しかし、どうやら言いたいことは通じたらしい。ふるふる、と結は首を横に振って答えた。
「昼間のことなんて、もう怒ってない。ただ……」
「た、ただ……?」
ゴクリ、と唾を飲み込んで、俺は結のその答えを待った。早くしてくれ、もう窒息しそうだ。
――そう思った矢先。結は自分の両方の胸……その下方に手を当てて、ほんの少し、それを持ち上げたのだ。
ぽよん、と俺の目の前でそれは揺れる。
くはっっ!!? 刹那、こぷっ! と今度は鼻から何かが飛び出しそうになった――が、状況が状況であるため、俺は何とか耐えた。それに、〝漢〟として……!!
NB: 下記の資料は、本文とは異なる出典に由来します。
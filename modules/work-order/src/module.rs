//! The work-order module.

use std::sync::Arc;

use async_trait::async_trait;
use serde_json::Value;

use arbridge_core::mapping::{self, FieldTable};
use arbridge_core::{
    FieldMap, GatewayError, GenericRequest, GenericResponse, Module, ValidationResult,
};
use arbridge_forms::{FormError, FormHandler};

const MODULE_TYPE: &str = "workorder";
const REMEDY_FORM: &str = "WOI:WorkOrder";
const ID_FIELD: &str = "workOrderId";
const TARGET_ID_FIELD: &str = "WorkOrder_ID";

const FIELD_MAPPINGS: &FieldTable = &[
    ("summary", "Summary"),
    ("description", "Detailed_Description"),
    ("priority", "Priority"),
    ("status", "Status"),
    ("requester", "Requester"),
    ("location", "Location"),
];

const REQUIRED_CREATE_FIELDS: &[&str] = &["summary", "description", "requester"];

/// Handler for the "workorder" business-object type.
pub struct WorkOrderModule {
    form_handler: Arc<dyn FormHandler>,
}

impl WorkOrderModule {
    #[must_use]
    pub fn new(form_handler: Arc<dyn FormHandler>) -> Self {
        Self { form_handler }
    }

    fn is_blank(value: Option<&Value>) -> bool {
        match value {
            None | Some(Value::Null) => true,
            Some(Value::String(s)) => s.trim().is_empty(),
            Some(_) => false,
        }
    }

    fn value_as_string(value: &Value) -> String {
        match value {
            Value::String(s) => s.clone(),
            other => other.to_string(),
        }
    }

    fn display_name(field: &str) -> &str {
        match field {
            "summary" => "Summary",
            "description" => "Description",
            "requester" => "Requester",
            other => other,
        }
    }

    async fn create(&self, request: &GenericRequest) -> Result<GenericResponse, FormError> {
        let mut fields = mapping::to_target_fields(FIELD_MAPPINGS, request.data());
        fields.insert("Status".to_owned(), Value::String("Assigned".to_owned()));

        let work_order_id = self.form_handler.create_entry(REMEDY_FORM, fields).await?;
        tracing::info!(work_order_id, "work order created");

        let mut data = FieldMap::new();
        data.insert(ID_FIELD.to_owned(), Value::String(work_order_id));
        Ok(GenericResponse::success(
            data,
            "Work order created successfully",
        ))
    }

    async fn get(&self, request: &GenericRequest) -> Result<GenericResponse, FormError> {
        let work_order_id = request
            .data()
            .get(ID_FIELD)
            .map(Self::value_as_string)
            .unwrap_or_default();

        let record = self
            .form_handler
            .get_entry(REMEDY_FORM, &work_order_id)
            .await?;

        let mut data = FieldMap::new();
        data.insert(
            "workOrder".to_owned(),
            Value::Object(Self::to_canonical(&record)),
        );
        Ok(GenericResponse::success(
            data,
            "Work order retrieved successfully",
        ))
    }

    async fn update(&self, request: &GenericRequest) -> Result<GenericResponse, FormError> {
        let work_order_id = request
            .data()
            .get(ID_FIELD)
            .map(Self::value_as_string)
            .unwrap_or_default();

        let mut updates = request.data().clone();
        updates.remove(ID_FIELD);
        let fields = mapping::to_target_fields(FIELD_MAPPINGS, &updates);

        self.form_handler
            .update_entry(REMEDY_FORM, &work_order_id, fields)
            .await?;

        let mut data = FieldMap::new();
        data.insert(ID_FIELD.to_owned(), Value::String(work_order_id));
        Ok(GenericResponse::success(
            data,
            "Work order updated successfully",
        ))
    }

    async fn search(&self, request: &GenericRequest) -> Result<GenericResponse, FormError> {
        let criteria = mapping::to_target_fields(FIELD_MAPPINGS, request.data());
        let hits = self
            .form_handler
            .search_entries(REMEDY_FORM, &criteria)
            .await?;

        let work_orders: Vec<Value> = hits
            .iter()
            .map(|record| Value::Object(Self::to_canonical(record)))
            .collect();

        let mut data = FieldMap::new();
        data.insert("count".to_owned(), Value::from(work_orders.len()));
        data.insert("workOrders".to_owned(), Value::Array(work_orders));
        Ok(GenericResponse::success(data, "Work order search completed"))
    }

    fn to_canonical(record: &FieldMap) -> FieldMap {
        let mut canonical = mapping::from_target_fields(FIELD_MAPPINGS, record);
        if let Some(id) = record.get(TARGET_ID_FIELD) {
            canonical.insert(ID_FIELD.to_owned(), id.clone());
        }
        canonical
    }

    fn failure_response(error: FormError) -> GenericResponse {
        match error {
            FormError::Backend(e) => {
                tracing::error!(error = ?e, "work-order backend fault");
                GenericResponse::error(format!("Backend error: {e}"))
            }
            domain => GenericResponse::failed(domain.to_string()),
        }
    }
}

#[async_trait]
impl Module for WorkOrderModule {
    fn module_type(&self) -> &str {
        MODULE_TYPE
    }

    fn validate(&self, request: &GenericRequest) -> ValidationResult {
        let operation = request.operation();
        if !matches!(operation, "create" | "get" | "update" | "search") {
            return ValidationResult::invalid_one(format!("Unsupported operation: {operation}"));
        }

        let data = request.data();
        if data.is_empty() && operation != "search" {
            return ValidationResult::invalid_one("Request data cannot be empty");
        }

        let mut errors = Vec::new();

        if operation == "create" {
            for field in REQUIRED_CREATE_FIELDS {
                if Self::is_blank(data.get(*field)) {
                    errors.push(format!("{} is required", Self::display_name(field)));
                }
            }
        }

        if matches!(operation, "get" | "update") && Self::is_blank(data.get(ID_FIELD)) {
            errors.push(format!("Work order ID is required for {operation} operation"));
        }

        if errors.is_empty() {
            ValidationResult::valid()
        } else {
            ValidationResult::invalid(errors)
        }
    }

    async fn process(&self, request: &GenericRequest) -> Result<GenericResponse, GatewayError> {
        let validation = self.validate(request);
        if !validation.is_valid() {
            return Err(GatewayError::invalid(validation.errors().to_vec()));
        }

        let result = match request.operation() {
            "create" => self.create(request).await,
            "get" => self.get(request).await,
            "update" => self.update(request).await,
            "search" => self.search(request).await,
            other => return Err(GatewayError::UnsupportedOperation(other.to_owned())),
        };

        Ok(result.unwrap_or_else(Self::failure_response))
    }

    fn field_mappings(&self) -> &'static FieldTable {
        FIELD_MAPPINGS
    }
}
そんな俺の頑張りも知らずに、結はゆっくりと、先ほどの続きを話した。
「……ただ、あの本に出てた女の子たちって……みんな、〝胸が小さかった〟から……」
……。
……。
……。
……へ?
「それだけ???」
思わず口に出してしまった。
だが結は、それに、こくん、とはっきりと頷いて答えた。
「――だって、私の胸って……あの女の子たちよりも全然おっきいし、もしかして亮はそういうの、嫌いなのかな……って。そしたらもう私、この家にいられないかもしれないって、思ったから……」
え…………………………あ? あ、ああ! な、何だ、そ、そういうことだったのか!
数秒、俺は結の言葉の意味が分からなかったが、何とか、理解することができた。
瞬間、その心の緩み…安堵からだろうか? 俺は、大声で笑っていた。
結はそんな俺を見てしばらく、ポカーン、としていたが、すぐに正気に戻って、びっくりしたように聴いてきた。
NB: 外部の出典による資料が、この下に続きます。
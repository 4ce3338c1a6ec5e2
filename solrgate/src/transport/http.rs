//! reqwest-backed Solr transport

use async_trait::async_trait;
use reqwest::{Client, RequestBuilder, Response};
use serde_json::json;
use tokio::sync::OnceCell;
use url::Url;

use super::native::{
    CatalogueField, ErrorResponse, SchemaFieldsResponse, SolrDocument, SolrQuery, SolrResponse,
};
use super::SolrTransport;
use crate::config::ConnectionConfig;
use crate::{Error, Result};

/// HTTP transport. The client is built on first use and shared by every
/// later call.
pub struct HttpTransport {
    settings: ConnectionConfig,
    client: OnceCell<Client>,
}

impl HttpTransport {
    pub fn new(settings: ConnectionConfig) -> Self {
        Self {
            settings,
            client: OnceCell::new(),
        }
    }

    pub fn settings(&self) -> &ConnectionConfig {
        &self.settings
    }

    async fn client(&self) -> Result<&Client> {
        self.client
            .get_or_try_init(|| async {
                let timeout = self.settings.effective_timeout();
                tracing::debug!(
                    server = %self.settings.server_name,
                    port = self.settings.server_port,
                    ssl = self.settings.use_ssl,
                    timeout_ms = timeout.as_millis() as u64,
                    "Building Solr HTTP client"
                );
                Client::builder()
                    .timeout(timeout)
                    .build()
                    .map_err(Error::from)
            })
            .await
    }

    fn endpoint(&self, core: &str, path: &str) -> Result<Url> {
        Ok(self.settings.base_url(Some(core))?.join(path)?)
    }

    fn authorize(&self, request: RequestBuilder) -> RequestBuilder {
        if self.settings.has_credentials() {
            request.basic_auth(&self.settings.username, Some(&self.settings.password))
        } else {
            request
        }
    }

    async fn send(&self, request: RequestBuilder) -> Result<Response> {
        let response = self.authorize(request).send().await.map_err(|e| self.map_err(e))?;

        if !response.status().is_success() {
            let status = response.status();
            let body = response.text().await.unwrap_or_default();
            let message = serde_json::from_str::<ErrorResponse>(&body)
                .ok()
                .and_then(|e| e.error.msg)
                .unwrap_or(body);
            return Err(Error::Engine {
                status: status.as_u16(),
                message,
            });
        }

        Ok(response)
    }

    fn map_err(&self, err: reqwest::Error) -> Error {
        if err.is_timeout() {
            Error::Timeout(self.settings.effective_timeout().as_millis() as u64)
        } else {
            Error::Http(err)
        }
    }
}

#[async_trait]
impl SolrTransport for HttpTransport {
    async fn query(&self, core: &str, query: &SolrQuery) -> Result<SolrResponse> {
        let url = self.endpoint(core, "select")?;
        let request = self.client().await?.post(url).form(&query.to_params());
        let response = self.send(request).await?;
        response.json().await.map_err(|e| self.map_err(e))
    }

    async fn add_documents(&self, core: &str, documents: &[SolrDocument]) -> Result<()> {
        let url = self.endpoint(core, "update")?;
        let request = self
            .client()
            .await?
            .post(url)
            .query(&[("wt", "json")])
            .json(documents);
        self.send(request).await?;
        Ok(())
    }

    async fn commit(&self, core: &str) -> Result<()> {
        let url = self.endpoint(core, "update")?;
        let request = self
            .client()
            .await?
            .post(url)
            .query(&[("wt", "json")])
            .json(&json!({ "commit": {} }));
        self.send(request).await?;
        Ok(())
    }

    async fn schema_fields(&self, core: &str) -> Result<Vec<CatalogueField>> {
        let url = self.endpoint(core, "schema/fields")?;
        let request = self
            .client()
            .await?
            .get(url)
            .query(&[("showDefaults", "true"), ("wt", "json")]);
        let response = self.send(request).await?;
        let catalogue: SchemaFieldsResponse = response.json().await.map_err(|e| self.map_err(e))?;
        Ok(catalogue.fields)
    }
}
「な、何!? 私……何かおかしいこと、言った???」
「ははははは、いや、なんか、安心しちゃってさ。お前、そんなこと考えてたのかよ?」
「そんなことって……こ、これでも、私にとっては死活問題なんだから!」
まぁ、確かに。住む所がなくなってしまったら、そりゃあ結も困るだろう。……そうは思いはたが、しかし……長年いっしょに暮らしてきて、たかが、とは言わないが、胸の大きさが気に入らないから出ていけ、なんて俺が言うわけもないだろうに。
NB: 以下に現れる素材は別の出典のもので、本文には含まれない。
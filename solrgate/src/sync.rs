//! Merges Solr's live field catalogue into caller schemas

use crate::schema::{base_type_for_solr_type, FieldDefinition, Schema};
use crate::transport::CatalogueField;

/// Description attached to fields discovered from the engine
pub const DISCOVERED_FIELD_DESCRIPTION: &str = "solr-schema";

pub struct SchemaSynchronizer;

impl SchemaSynchronizer {
    /// Add every catalogue field the schema does not know yet and return how
    /// many were added. Known fields keep their caller-chosen types.
    pub fn merge(schema: &mut Schema, catalogue: &[CatalogueField]) -> usize {
        let mut added = 0;
        for entry in catalogue {
            if schema.has_field(&entry.name) {
                continue;
            }
            let base_type = base_type_for_solr_type(&entry.field_type);
            tracing::debug!(
                field = %entry.name,
                solr_type = %entry.field_type,
                %base_type,
                indexed = ?entry.indexed,
                stored = ?entry.stored,
                "Adding discovered field"
            );
            schema.add_field(
                FieldDefinition::new(entry.name.clone(), base_type)
                    .with_description(DISCOVERED_FIELD_DESCRIPTION),
            );
            added += 1;
        }
        added
    }
}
…………いや、でも、逆に言えば、それだけ結は不安だったのかもしれない。何しろ、結はこの町にとっては〝邪魔者〟以外の何者でもなかったのだから……それに、俺の家からまでも追い出されてしまったら、結は本当に帰る場所がなくなってしまう。こんな状況で、不安でないと言う方がオカシイというものだ。
いつの間にか止まっていた笑いを気にすることもなく、俺は結の不安を少しでも取り除くために、たった一言、
〝大丈夫〟。
とだけ言った。
それを聞いて、え? と結は顔を上げる。
俺は、俺自身のその言葉に補足を付け足すように、続けて話した。
「俺も、母さんも、結のことが〝大好き〟だよ。……いいや、それだけじゃない。高利だって、クラスのみんなだって、町のみんなだって、本当は結のことが大好きなんだ。――ただ、今はその気持ちに気がついてない……〝気がつけない〟。……ただ、それだけなんだ」
だから、〝大丈夫〟……。
話し終わってから、俺はゆっくりと笑った。
俺の不安を取り除くために、過去に結が何度もそうして見せたように、〝満面の笑顔〟で。
……ま、本来ならこの辺で、〝愛の告白〟の一つでもしていれば、相当に格好がつくんだろうけどな? ……残念ながら、俺のような小心者は、そんな度胸など最初から持ち合わせてはいない。
……でも、それでも。いくら俺が格好悪くても、結の不安が少しでも減ってくれるのであれば、俺はそれだけで満足だった。
――結は、そんな俺の言葉を聞いて、ただ、小さく微笑んでいた。